Feb 10, 2006

Key success factor #4: Show merchants how your payment brand can help solve major problems

(This is the fifth post in a series on key success factors and common mistakes.)

Imagine you are about to offer your acquiring services to a major petrol retailer. You know exactly how the discussion will go. You know that retailers don’t see nearly enough value in payment cards to justify their cost and are suing the card associations and the major banks to drive fees down. You know that the petrol retailer will focus heavily on your payment fees. How do you avoid simply discussing fees and focus instead on the value of your payment services? The best way is to re-invent your payment services into something which offers far more benefits to retailers, helps solve major problems that keep the retailer awake at night, and which retailers would be happy to pay for.

What are the main problems that keep a retailer awake at night? The retailer’s pain is described in the company’s annual report, industry studies and annual reports from other petrol companies. Here is a study I found in a few minutes with Google. It describes how petrol retailers are suffering from heightening competition, declining margins, and a heavy reliance on low-margin product categories.

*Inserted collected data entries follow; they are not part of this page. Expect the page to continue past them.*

//! Value Objects for domain models.
//!
//! Value Objects are immutable objects that represent values in the domain.
//! They are compared by their value, not by identity.

use std::fmt;

use super::error::ValueObjectError;

const NICKNAME_MAX_CHARS: usize = 100;
const ROOM_ID_MAX_CHARS: usize = 100;
const MESSAGE_CONTENT_MAX_CHARS: usize = 10000;

/// Nickname value object.
///
/// The display name a user chats under. Stored trimmed.
#[derive(Debug, Clone, PartialEq, Eq, Hash)]
pub struct Nickname(String);

impl Nickname {
    /// Create a new Nickname.
    ///
    /// # Arguments
    ///
    /// * `name` - The nickname; surrounding whitespace is removed
    ///
    /// # Returns
    ///
    /// A Result containing the Nickname or an error if validation fails
    pub fn new(name: impl AsRef<str>) -> Result<Self, ValueObjectError> {
        let name = name.as_ref().trim();
        if name.is_empty() {
            return Err(ValueObjectError::NicknameEmpty);
        }
        let len = name.chars().count();
        if len > NICKNAME_MAX_CHARS {
            return Err(ValueObjectError::NicknameTooLong {
                max: NICKNAME_MAX_CHARS,
                actual: len,
            });
        }
        if name.chars().any(char::is_control) {
            return Err(ValueObjectError::NicknameInvalidCharacter);
        }
        Ok(Self(name.to_string()))
    }

    /// Get the inner string value.
    pub fn as_str(&self) -> &str {
        &self.0
    }

    /// Convert to owned String.
    pub fn into_string(self) -> String {
        self.0
    }
}

impl fmt::Display for Nickname {
    fn fmt(&self, f: &mut fmt::Formatter<'_>) -> fmt::Result {
        write!(f, "{}", self.0)
    }
}

/// Room identifier value object.
///
/// Embedded verbatim into broker destinations, so only characters that are
/// safe in a destination segment are accepted.
#[derive(Debug, Clone, PartialEq, Eq, Hash)]
pub struct RoomId(String);

impl RoomId {
    /// Room joined when none is configured
    pub const DEFAULT: &'static str = "room1";

    /// Create a new RoomId.
    ///
    /// # Arguments
    ///
    /// * `id` - The room identifier string
    ///
    /// # Returns
    ///
    /// A Result containing the RoomId or an error if validation fails
    pub fn new(id: impl Into<String>) -> Result<Self, ValueObjectError> {
        let id = id.into();
        if id.is_empty() {
            return Err(ValueObjectError::RoomIdEmpty);
        }
        let len = id.chars().count();
        if len > ROOM_ID_MAX_CHARS {
            return Err(ValueObjectError::RoomIdTooLong {
                max: ROOM_ID_MAX_CHARS,
                actual: len,
            });
        }
        if !id
            .chars()
            .all(|c| c.is_ascii_alphanumeric() || c == '-' || c == '_')
        {
            return Err(ValueObjectError::RoomIdInvalidFormat(id));
        }
        Ok(Self(id))
    }

    /// Topic the room's messages are broadcast on.
    pub fn topic(&self) -> String {
        format!("/topic/chat.{}", self.0)
    }

    /// Application destination messages for the room are published to.
    pub fn publish_destination(&self) -> String {
        format!("/app/chat.sendMessage.{}", self.0)
    }

    /// Get the inner string value.
    pub fn as_str(&self) -> &str {
        &self.0
    }

    /// Convert to owned String.
    pub fn into_string(self) -> String {
        self.0
    }
}

impl Default for RoomId {
    fn default() -> Self {
        Self(Self::DEFAULT.to_string())
    }
}

impl fmt::Display for RoomId {
    fn fmt(&self, f: &mut fmt::Formatter<'_>) -> fmt::Result {
        write!(f, "{}", self.0)
    }
}

/// Message content value object.
///
/// Outgoing chat text. Validation looks at the trimmed text but the content
/// is kept exactly as typed.
#[derive(Debug, Clone, PartialEq, Eq)]
pub struct MessageContent(String);

impl MessageContent {
    /// Create a new MessageContent.
    ///
    /// # Arguments
    ///
    /// * `content` - The message content string
    ///
    /// # Returns
    ///
    /// A Result containing the MessageContent or an error if validation fails
    pub fn new(content: impl Into<String>) -> Result<Self, ValueObjectError> {
        let content = content.into();
        if content.trim().is_empty() {
            return Err(ValueObjectError::MessageContentEmpty);
        }
        let len = content.chars().count();
        if len > MESSAGE_CONTENT_MAX_CHARS {
            return Err(ValueObjectError::MessageContentTooLong {
                max: MESSAGE_CONTENT_MAX_CHARS,
                actual: len,
            });
        }
        Ok(Self(content))
    }

    /// Get the inner string value.
    pub fn as_str(&self) -> &str {
        &self.0
    }

    /// Convert to owned String.
    pub fn into_string(self) -> String {
        self.0
    }
}
//! Scripted transport and connector shared by session and runner tests.

use std::{
    collections::VecDeque,
    sync::{
        Arc, Mutex,
        atomic::{AtomicBool, AtomicUsize, Ordering},
    },
};

use async_trait::async_trait;

use crate::domain::{Connector, Delivery, Transport, TransportError};

pub(crate) const TOPIC: &str = "/topic/chat.room1";

#[derive(Clone, Default)]
pub(crate) struct Recorder {
    pub(crate) subscribed: Arc<Mutex<Vec<String>>>,
    pub(crate) published: Arc<Mutex<Vec<(String, String)>>>,
    pub(crate) closed: Arc<AtomicBool>,
}

impl Recorder {
    pub(crate) fn published_types(&self) -> Vec<String> {
        self.published
            .lock()
            .unwrap()
            .iter()
            .map(|(_, body)| {
                let value: serde_json::Value = serde_json::from_str(body).unwrap();
                value["type"].as_str().unwrap().to_string()
            })
            .collect()
    }
}

/// Replays scripted deliveries, then reports an abrupt close (or stays
/// silent when held open).
pub(crate) struct ScriptedTransport {
    recorder: Recorder,
    incoming: VecDeque<Result<Delivery, TransportError>>,
    echo: bool,
    fail_publish: bool,
    hold_open: bool,
}

impl ScriptedTransport {
    pub(crate) fn new(recorder: &Recorder) -> Self {
        Self {
            recorder: recorder.clone(),
            incoming: VecDeque::new(),
            echo: false,
            fail_publish: false,
            hold_open: false,
        }
    }

    pub(crate) fn held_open(mut self) -> Self {
        self.hold_open = true;
        self
    }

    pub(crate) fn echoing(mut self) -> Self {
        self.echo = true;
        self
    }

    pub(crate) fn failing_publish(mut self) -> Self {
        self.fail_publish = true;
        self
    }

    pub(crate) fn deliver(mut self, body: &str) -> Self {
        self.incoming.push_back(Ok(Delivery {
            destination: TOPIC.to_string(),
            body: body.to_string(),
        }));
        self
    }

    pub(crate) fn broker_error(mut self, message: &str) -> Self {
        self.incoming
            .push_back(Err(TransportError::Protocol(message.to_string())));
        self
    }
}

#[async_trait]
impl Transport for ScriptedTransport {
    async fn subscribe(&mut self, destination: &str) -> Result<(), TransportError> {
        self.recorder
            .subscribed
            .lock()
            .unwrap()
            .push(destination.to_string());
        Ok(())
    }

    async fn publish(&mut self, destination: &str, body: String) -> Result<(), TransportError> {
        if self.fail_publish {
            return Err(TransportError::Closed);
        }
        self.recorder
            .published
            .lock()
            .unwrap()
            .push((destination.to_string(), body.clone()));
        if self.echo {
            self.incoming.push_back(Ok(Delivery {
                destination: TOPIC.to_string(),
                body,
            }));
        }
        Ok(())
    }

    async fn recv(&mut self) -> Option<Result<Delivery, TransportError>> {
        if let Some(next) = self.incoming.pop_front() {
            return Some(next);
        }
        if self.hold_open {
            std::future::pending::<()>().await;
        }
        None
    }

    async fn close(&mut self) -> Result<(), TransportError> {
        self.recorder.closed.store(true, Ordering::SeqCst);
        Ok(())
    }
}

/// Hands out prepared transports in order; fails once they run out.
pub(crate) struct ScriptedConnector<T> {
    pub(crate) transports: Mutex<VecDeque<Result<T, TransportError>>>,
    /// Number of `open` calls so far
    pub(crate) opened: AtomicUsize,
}

impl<T> ScriptedConnector<T> {
    pub(crate) fn new(transports: Vec<Result<T, TransportError>>) -> Self {
        Self {
            transports: Mutex::new(transports.into()),
            opened: AtomicUsize::new(0),
        }
    }
}

#[async_trait]
impl<T: Transport + 'static> Connector for ScriptedConnector<T> {
    type Transport = T;

    async fn open(&self) -> Result<T, TransportError> {
        self.opened.fetch_add(1, Ordering::SeqCst);
        let next = self.transports.lock().unwrap().pop_front();
        next.unwrap_or_else(|| Err(TransportError::Connect("connection refused".to_string())))
    }
}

Prepare a few simple questions to ask the retailer, using words like “what” or “how” to get the retailer to give you detailed answers: “What is your strategy to get customers to buy more high margin products and avoid relying primarily on low margin petrol? What is your organization doing to increase same store sales? How are you responding to the growing sale of petrol at supermarkets? What are you doing to get customers to go out of their way to fill up at your petrol stations and avoid seeing your customers simply stop at the next available one?”

Discussing these issues will encourage the retailer to admit his pain and will give you ways to link your payment services directly into solutions to avoid that pain. More than likely, the retailer is struggling to get customers to buy other things in the convenience store, higher margin products, not just petrol. More than likely, the retailer is suffering from having made the petrol buying experience so fast and simple that customers are actually encouraged to fill up, pay and leave. You want to hear in detail how the merchant is dealing with margin erosion, so that you can hopefully catch an idea or concern which your payment services can help address. This type of discussion will almost always reveal valuable opportunities for you to turn your payment services into a strategic marketing tool.

Near the end of the meeting, when you ask what the retailer is doing to avoid the growing share of low-margin products in his business, imagine that he suddenly launches into an animated explanation of how they are about to offer an upscale coffee program with a major brand – still hush hush wink wink – which everyone in the organization is very excited about. This was unexpected. Even after speaking to this person on a regular basis for the past six months, trying to win his business away from your competition, you had never heard about this project.

You jump on the opportunity and suggest that they can switch to your acquiring services before the launch, and offer a welcome coffee the next time a cardholder fills up on petrol, to get customers to sample the coffee station at least once. The customer fills up on petrol, pays with a credit or debit card, gets the card receipt, and simply finds a short coupon offer at the bottom of the receipt for a free coffee, valid today only. The customer parks, goes into the store and hands over the coupon. That’s it. And since the coffee station is only a few feet away, it’s all so simple. There are no coupons to stuff into envelopes, no expensive mailings, no analyzing large data bases filled with huge numbers of transactions. You tell the retailer that only people that buy a full tank of petrol will get the coupon and that they won’t get another coupon the next time they fill up. Maybe the retailer will want to offer some other coupon the next time, for example for a free car wash on the customer’s third full tank in the same month. The retailer knows what types of promotions work. You don’t need to become a retail promotional marketing expert. Just show how your payment services can be used to target the retailer’s existing promotions in a much smarter way that costs much less than existing methods.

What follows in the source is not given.